Michael Hiltzik, railing in the March 26th Los Angeles Times, digs deeper into resistance to reasonableness in healthcare: “You might get the impression from the Biden administration’s insulin price cut and its initiative allowing Medicare to negotiate over other pharmaceuticals that the drug pricing issue is finally being taken seriously in Washington… Sadly, no.

“The evidence that nothing much has changed arrived just this week, with a notice from the Department of Health and Human Services rejecting a petition for a price cut on Xtandi, a wonder drug for prostate cancer that was developed with public funding at UCLA… The drug is marketed in the U.S. by Pfizer and the Japanese drug company Astellas for $189,800 a year. In Canada, a year’s supply costs $32,558, and in Japan it costs $31,594. Neither country contributed a dime to Xtandi’s development. In no other developed country does it cost more than $57,000…

“The agency’s rejection is at odds with Biden’s stated goal of bringing down prescription drug prices across the board, which he expressed in a July 2021 executive order. The law allows the government to provide competition to bring prices down, but HHS won’t budge… HHS’ rejection also comes at a time when Moderna and Pfizer, the developers of the most widely used COVID vaccines, are coming under fire for planning to jack up the prices of the vaccines fivefold , to $130 per shot. That decision landed Moderna Chief Executive Stéphane Bancel in the hot seat for nearly two hours during a Senate committee hearing Wednesday [3/22]… Bancel explained that Moderna’s price is based on ‘the value of a product to the healthcare system. ... How much money can be saved’ from its usage.

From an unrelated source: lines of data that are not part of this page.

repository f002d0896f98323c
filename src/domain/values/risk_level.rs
use serde::{Deserialize, Serialize};
use std::fmt;
use std::str::FromStr;

#[derive(Debug, Clone, Copy, Default, PartialEq, Eq, PartialOrd, Ord, Serialize, Deserialize)]
#[serde(rename_all = "UPPERCASE")]
pub enum RiskLevel {
    Low,
    #[default]
    Medium,
    High,
}

impl fmt::Display for RiskLevel {
    fn fmt(&self, f: &mut fmt::Formatter<'_>) -> fmt::Result {
        match self {
            RiskLevel::Low => write!(f, "LOW"),
            RiskLevel::Medium => write!(f, "MEDIUM"),
            RiskLevel::High => write!(f, "HIGH"),
        }
    }
}

impl FromStr for RiskLevel {
    type Err = String;

    fn from_str(s: &str) -> Result<Self, Self::Err> {
        match s.trim().to_lowercase().as_str() {
            "low" => Ok(RiskLevel::Low),
            "medium" | "moderate" => Ok(RiskLevel::Medium),
            "high" => Ok(RiskLevel::High),
            _ => Err(format!("Unknown risk level: {s}")),
        }
    }
}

“This is a standard price-setting method among drugmakers. In this, the pharmaceutical industry is unique: No other industry asserts that its prices should be based on the higher costs of alternatives… Xtandi’s pricing testifies to the lobbying power of Big Pharma. Last year, Pfizer spent $14.8 million on government lobbying; PhRMA, the drug industry lobbying arm, $29.2 million ; and Astellas Pharma, $2.4 million… The U.S. Chamber of Commerce spent $82 million on lobbying last year; as Matthew Cunningham-Cook and David Sirota of the Lever point out, Pfizer’s chief federal lobbyist, Jennifer Walton, is on the chamber’s board of directors.

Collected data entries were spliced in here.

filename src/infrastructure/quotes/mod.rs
pub mod yahoo;
use crate::domain::values::venue::Venue;
use serde::{Deserialize, Serialize};

/// Static reference data for one tradable symbol.
#[derive(Debug, Clone, PartialEq, Eq, Serialize, Deserialize)]
pub struct Instrument {
    pub symbol: String,
    pub name: String,
    pub venue: Venue,
    #[serde(default)]
    pub sector: Option<String>,
}

impl Instrument {
    pub fn new(symbol: &str, name: &str, venue: Venue, sector: Option<&str>) -> Self {
        Self {
            symbol: Venue::canonical_symbol(symbol),
            name: name.to_string(),
            venue,
            sector: sector.map(str::to_string),
        }
    }

    /// Symbol as the quote provider addresses it, e.g. `RELIANCE.NS`.
    pub fn provider_symbol(&self) -> String {
        format!("{}{}", self.symbol, self.venue.suffix())
    }
}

“The legal grounds for the Xtandi users’ petition stems from the Bayh-Dole Act of 1980, which governs the exploitation of inventions developed with federal funding. Bayh-Dole allows private companies to commercialize inventions that grew out of federally funded research, but it reserves certain rights for the government to protect the taxpayers’ investments.

“Chief among them are ‘march-in rights,’ which allow the government to order rights holders to license a federally funded invention to other manufacturers… The law allows the government to offer a license itself to alternative drugmakers to ensure that the drug is widely accessible if it concludes that a manufacturer hasn’t taken sufficient steps to make a product publicly available or hasn’t brought it out on ‘reasonable’ terms… Pfizer, PhRMA, Astellas and the U.S. Chamber of Commerce have all listed Bayh-Dole march-in rights as a top lobbying concern.

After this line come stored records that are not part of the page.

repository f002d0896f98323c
//! Keyword-polarity predictor used when the inference path is unavailable.
//!
//! Pure apart from the injected RNG, and total: any input, including an empty
//! or garbage headline, produces a complete `Prediction`.

use crate::application::text::{find_phrase, normalize};
use crate::config::ReferenceData;
use crate::domain::entities::prediction::{Prediction, DEFAULT_TIMEFRAME};
use crate::domain::values::direction::Direction;
use crate::domain::values::provenance::Provenance;
use crate::domain::values::risk_level::RiskLevel;
use crate::domain::values::sentiment::Sentiment;
use crate::domain::values::venue::Venue;
use parking_lot::Mutex;
use rand::rngs::StdRng;
use rand::{Rng, SeedableRng};
use std::sync::Arc;

pub const DIRECTIONAL_CONFIDENCE: f64 = 60.0;
pub const NEUTRAL_CONFIDENCE: f64 = 35.0;
/// Bounds of the randomized target move for a directional call, in percent.
pub const TARGET_RANGE: (f64, f64) = (1.5, 5.0);

/// Keywords found in a piece of text.
#[derive(Debug, Clone, Default, PartialEq, Eq)]
pub struct KeywordHits {
    pub bullish: Vec<String>,
    pub bearish: Vec<String>,
}

impl KeywordHits {
    pub fn scan(reference: &ReferenceData, text: &str) -> Self {
        let normalized = normalize(text);
        let matching = |words: &[String]| -> Vec<String> {
            words
                .iter()
                .filter(|w| find_phrase(&normalized, w).is_some())
                .cloned()
                .collect()
        };
        Self {
            bullish: matching(&reference.bullish_keywords),
            bearish: matching(&reference.bearish_keywords),
        }
    }

    /// Bullish-only is UP, bearish-only is DOWN, anything else STABLE.
    pub fn direction(&self) -> Direction {
        match (self.bullish.is_empty(), self.bearish.is_empty()) {
            (false, true) => Direction::Up,
            (true, false) => Direction::Down,
            _ => Direction::Stable,
        }
    }

    pub fn sentiment(&self) -> Sentiment {
        match self.direction() {
            Direction::Up => Sentiment::Positive,
            Direction::Down => Sentiment::Negative,
            Direction::Stable => Sentiment::Neutral,
        }
    }
}

pub struct HeuristicPredictor {
    reference: Arc<ReferenceData>,
    rng: Mutex<StdRng>,
}

impl HeuristicPredictor {
    pub fn new(reference: Arc<ReferenceData>) -> Self {
        Self {
            reference,
            rng: Mutex::new(StdRng::from_os_rng()),
        }
    }

    /// Reproducible target changes for a given seed.
    pub fn with_seed(reference: Arc<ReferenceData>, seed: u64) -> Self {
        Self {
            reference,
            rng: Mutex::new(StdRng::seed_from_u64(seed)),
        }
    }

    pub fn predict(&self, symbol: &str, headline: &str, sentiment: Option<Sentiment>) -> Prediction {
        let symbol = match Venue::canonical_symbol(symbol) {
            s if s.is_empty() => Venue::canonical_symbol(&self.reference.default_symbol),
            s => s,
        };
        let hits = KeywordHits::scan(&self.reference, headline);
        let direction = hits.direction();
        let sector = self.reference.sector_of(&symbol);

        let mut risk = self.reference.risk_for_sector(sector);
        if !hits.bullish.is_empty() && !hits.bearish.is_empty() {
            risk = risk.max(RiskLevel::Medium);
        }

        let (confidence, target) = match direction {
            Direction::Up => (DIRECTIONAL_CONFIDENCE, self.random_target()),
            Direction::Down => (DIRECTIONAL_CONFIDENCE, -self.random_target()),
            Direction::Stable => (NEUTRAL_CONFIDENCE, 0.0),
        };

        let mut reasoning = match direction {
            Direction::Up => format!(
                "Headline carries bullish signals ({}) with no bearish counterweight.",
                hits.bullish.join(", ")
            ),
            Direction::Down => format!(
                "Headline carries bearish signals ({}) with no bullish counterweight.",
                hits.bearish.join(", ")
            ),
            Direction::Stable if hits.bullish.is_empty() && hits.bearish.is_empty() => {
                "No directional keywords in the headline; expecting range-bound trading.".to_string()
            }
            Direction::Stable => format!(
                "Mixed signals: bullish ({}) against bearish ({}).",
                hits.bullish.join(", "),
                hits.bearish.join(", ")
            ),
        };
        match sector {
            Some(sector) => reasoning.push_str(&format!(
                " {symbol} trades in the {sector} sector, a {} risk profile.",
                risk.to_string().to_lowercase()
            )),
            None => reasoning.push_str(&format!(" No sector data for {symbol}.")),
        }
        if let Some(s) = sentiment {
            reasoning.push_str(&format!(" Reported news sentiment is {s}."));
        }

        let mut key_factors = Vec::new();
        if !hits.bullish.is_empty() {
            key_factors.push(format!("Bullish keywords: {}", hits.bullish.join(", ")));
        }
        if !hits.bearish.is_empty() {
            key_factors.push(format!("Bearish keywords: {}", hits.bearish.join(", ")));
        }
        if let Some(sector) = sector {
            key_factors.push(format!("Sector: {sector}"));
        }
        if let Some(s) = sentiment {
            key_factors.push(format!("News sentiment: {s}"));
        }
        key_factors.push("Heuristic estimate; inference service unavailable".to_string());

        Prediction::new(
            &symbol,
            direction,
            confidence,
            target,
            DEFAULT_TIMEFRAME,
            &reasoning,
            risk,
            key_factors,
            direction.implied_recommendation(),
            Provenance::Fallback,
        )
    }

    fn random_target(&self) -> f64 {
        let (lo, hi) = TARGET_RANGE;
        self.rng.lock().random_range(lo..=hi)
    }
}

“The government has never exercised its march-in rights. Xtandi was an ideal test case, because of the government’s indisputable role in its development, and because its U.S. price plainly narrows patients’ access to the drug.” While corporate America enjoyed the Trump-era reduction in the corporate tax rate from 35% to 21%, as the deficit soared as a result, costs soared for the rest of us. If you are wondering why Americans are willing to venture into cartel-dominated Mexican border towns for medical care and prescription drugs, you need only look at never-ending GOP resistance in Congress against what is common in every single other developed country on earth… and even some second world nations as well.

I’m Peter Dekom, and Republicans will support conspiracy theories, religious extremists, rabid and well-armed militia before they lift a finger to make life better for most of us; all they offer is a culture war that defies the Constitution.